Saved entries:

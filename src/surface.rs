//! Offscreen drawing with a deferred readback.
//!
//! Draw commands submitted to an `OffscreenSurface` are not visible in its pixel buffer straight
//! away. Like a real rendering pipeline the surface needs `MIN_FRAMES_BEFORE_READBACK` frame
//! boundaries to pass before the drawn content can be read. Callers model those frame boundaries by
//! awaiting `next_frame()`, which yields to the executor once, rather than sleeping.

use image::{Rgba, RgbaImage};
use log::{debug, warn};
use std::future::Future;
use std::pin::Pin;
use std::task::{Context, Poll};

use crate::geometry::Rect2;
use crate::units::FrameTicks;

pub const MIN_FRAMES_BEFORE_READBACK: FrameTicks = FrameTicks(2);

/// Future that stays pending until the next frame boundary, i.e. the next time it is polled.
#[derive(Debug, Default)]
pub struct NextFrame {
    yielded: bool,
}

impl Future for NextFrame {
    type Output = ();

    fn poll(mut self: Pin<&mut Self>, cx: &mut Context<'_>) -> Poll<()> {
        if self.yielded {
            Poll::Ready(())
        } else {
            self.yielded = true;
            cx.waker().wake_by_ref();
            Poll::Pending
        }
    }
}

pub fn next_frame() -> NextFrame {
    NextFrame::default()
}

#[derive(PartialEq, Copy, Clone, Debug)]
enum DrawCommand {
    FillRect { rect: Rect2, colour: Rgba<u8> },
}

/// A pixel surface owned by one export. Dropping it releases the pixels.
#[derive(Debug)]
pub struct OffscreenSurface {
    width: u32,
    height: u32,
    background: Rgba<u8>,
    pending: Vec<DrawCommand>,
    frames_since_submit: FrameTicks,
    drawn: Option<RgbaImage>,
}

impl OffscreenSurface {
    pub fn new(width: u32, height: u32, background: Rgba<u8>) -> OffscreenSurface {
        debug!("allocating {}x{} offscreen surface", width, height);
        OffscreenSurface {
            width,
            height,
            background,
            pending: Vec::new(),
            frames_since_submit: FrameTicks(0),
            drawn: None,
        }
    }

    #[inline]
    pub fn width(&self) -> u32 {
        self.width
    }

    #[inline]
    pub fn height(&self) -> u32 {
        self.height
    }

    /// Queue a filled rectangle in pixel space. Parts outside the surface are clipped.
    pub fn fill_rect(&mut self, rect: Rect2, colour: Rgba<u8>) {
        self.pending.push(DrawCommand::FillRect { rect, colour });
        self.frames_since_submit = FrameTicks(0);
    }

    /// Number of queued draw commands not yet drawn.
    pub fn pending_commands(&self) -> usize {
        self.pending.len()
    }

    /// Mark a frame boundary. Queued commands get drawn once enough boundaries have passed.
    pub fn tick(&mut self) {
        self.frames_since_submit = FrameTicks(self.frames_since_submit.0 + 1);
        if self.frames_since_submit >= MIN_FRAMES_BEFORE_READBACK {
            self.flush();
        }
    }

    /// Wait out the frame boundaries needed before everything submitted so far is readable.
    pub async fn present(&mut self) {
        for _ in 0..MIN_FRAMES_BEFORE_READBACK.0 {
            next_frame().await;
            self.tick();
        }
    }

    #[inline]
    pub fn is_drawn(&self) -> bool {
        self.pending.is_empty() && self.drawn.is_some()
    }

    /// Take the drawn pixels. None until the surface has been presented.
    pub fn read_back(&mut self) -> Option<RgbaImage> {
        if self.is_drawn() {
            self.drawn.take()
        } else {
            None
        }
    }

    fn flush(&mut self) {
        let (width, height, background) = (self.width, self.height, self.background);
        let pixels = self.drawn.get_or_insert_with(|| RgbaImage::from_pixel(width, height, background));

        for command in self.pending.drain(..) {
            match command {
                DrawCommand::FillRect { rect, colour } => fill_pixels(pixels, rect, colour),
            }
        }
    }
}

impl Drop for OffscreenSurface {
    fn drop(&mut self) {
        if !self.pending.is_empty() {
            warn!("offscreen surface released with {} undrawn commands", self.pending.len());
        }
        debug!("released {}x{} offscreen surface", self.width, self.height);
    }
}

fn pixel_span(start: f32, end: f32, limit: u32) -> (u32, u32) {
    let clamp = |v: f32| v.round().max(0.0).min(limit as f32) as u32;
    (clamp(start), clamp(end))
}

fn fill_pixels(pixels: &mut RgbaImage, rect: Rect2, colour: Rgba<u8>) {
    let end = rect.end();
    let (x0, x1) = pixel_span(rect.position.x, end.x, pixels.width());
    let (y0, y1) = pixel_span(rect.position.y, end.y, pixels.height());

    for y in y0..y1 {
        for x in x0..x1 {
            pixels.put_pixel(x, y, colour);
        }
    }
}

#[cfg(test)]
mod tests {
    use super::*;
    use crate::geometry::Vec2;
    use futures::executor::block_on;
    use futures::future::FutureExt;

    const WHITE: Rgba<u8> = Rgba([0xff, 0xff, 0xff, 0xff]);
    const BLACK: Rgba<u8> = Rgba([0, 0, 0, 0xff]);

    #[test]
    fn next_frame_yields_exactly_once() {
        let mut frame = next_frame();
        assert!((&mut frame).now_or_never().is_none());
        assert_eq!((&mut frame).now_or_never(), Some(()));
    }

    #[test]
    fn pixels_need_two_frames() {
        let mut surface = OffscreenSurface::new(4, 4, WHITE);
        surface.fill_rect(Rect2::new(Vec2::new(1.0, 1.0), Vec2::new(2.0, 2.0)), BLACK);
        assert!(surface.read_back().is_none());

        surface.tick();
        assert!(surface.read_back().is_none());
        assert_eq!(surface.pending_commands(), 1);

        surface.tick();
        let pixels = surface.read_back().expect("drawn after two frames");
        assert_eq!(pixels.dimensions(), (4, 4));
        assert_eq!(*pixels.get_pixel(0, 0), WHITE);
        assert_eq!(*pixels.get_pixel(1, 1), BLACK);
        assert_eq!(*pixels.get_pixel(2, 2), BLACK);
        assert_eq!(*pixels.get_pixel(3, 3), WHITE);
    }

    #[test]
    fn new_commands_restart_the_wait() {
        let mut surface = OffscreenSurface::new(2, 2, WHITE);
        surface.fill_rect(Rect2::new(Vec2::new(0.0, 0.0), Vec2::new(1.0, 1.0)), BLACK);
        surface.tick();
        surface.fill_rect(Rect2::new(Vec2::new(1.0, 1.0), Vec2::new(1.0, 1.0)), BLACK);
        surface.tick();
        assert!(!surface.is_drawn());
        surface.tick();
        assert!(surface.is_drawn());
    }

    #[test]
    fn present_draws_everything() {
        let mut surface = OffscreenSurface::new(3, 3, WHITE);
        surface.fill_rect(Rect2::new(Vec2::new(-5.0, -5.0), Vec2::new(100.0, 100.0)), BLACK);
        block_on(surface.present());
        let pixels = surface.read_back().unwrap();
        assert!(pixels.pixels().all(|p| *p == BLACK));
    }

    #[test]
    fn presenting_an_empty_surface_gives_background() {
        let mut surface = OffscreenSurface::new(2, 1, WHITE);
        block_on(surface.present());
        let pixels = surface.read_back().unwrap();
        assert!(pixels.pixels().all(|p| *p == WHITE));
        assert!(surface.read_back().is_none());
    }
}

* [Problem requirements]:
Exactly the lines above from the one with "self.flush();" to the one with "has been presented.", both included, are to be quoted; leave the rest out.

* [Expected output]:
            self.flush();
        }
    }

    /// Wait out the frame boundaries needed before everything submitted so far is readable.
    pub async fn present(&mut self) {
        for _ in 0..MIN_FRAMES_BEFORE_READBACK.0 {
            next_frame().await;
            self.tick();
        }
    }

    #[inline]
    pub fn is_drawn(&self) -> bool {
        self.pending.is_empty() && self.drawn.is_some()
    }

    /// Take the drawn pixels. None until the surface has been presented.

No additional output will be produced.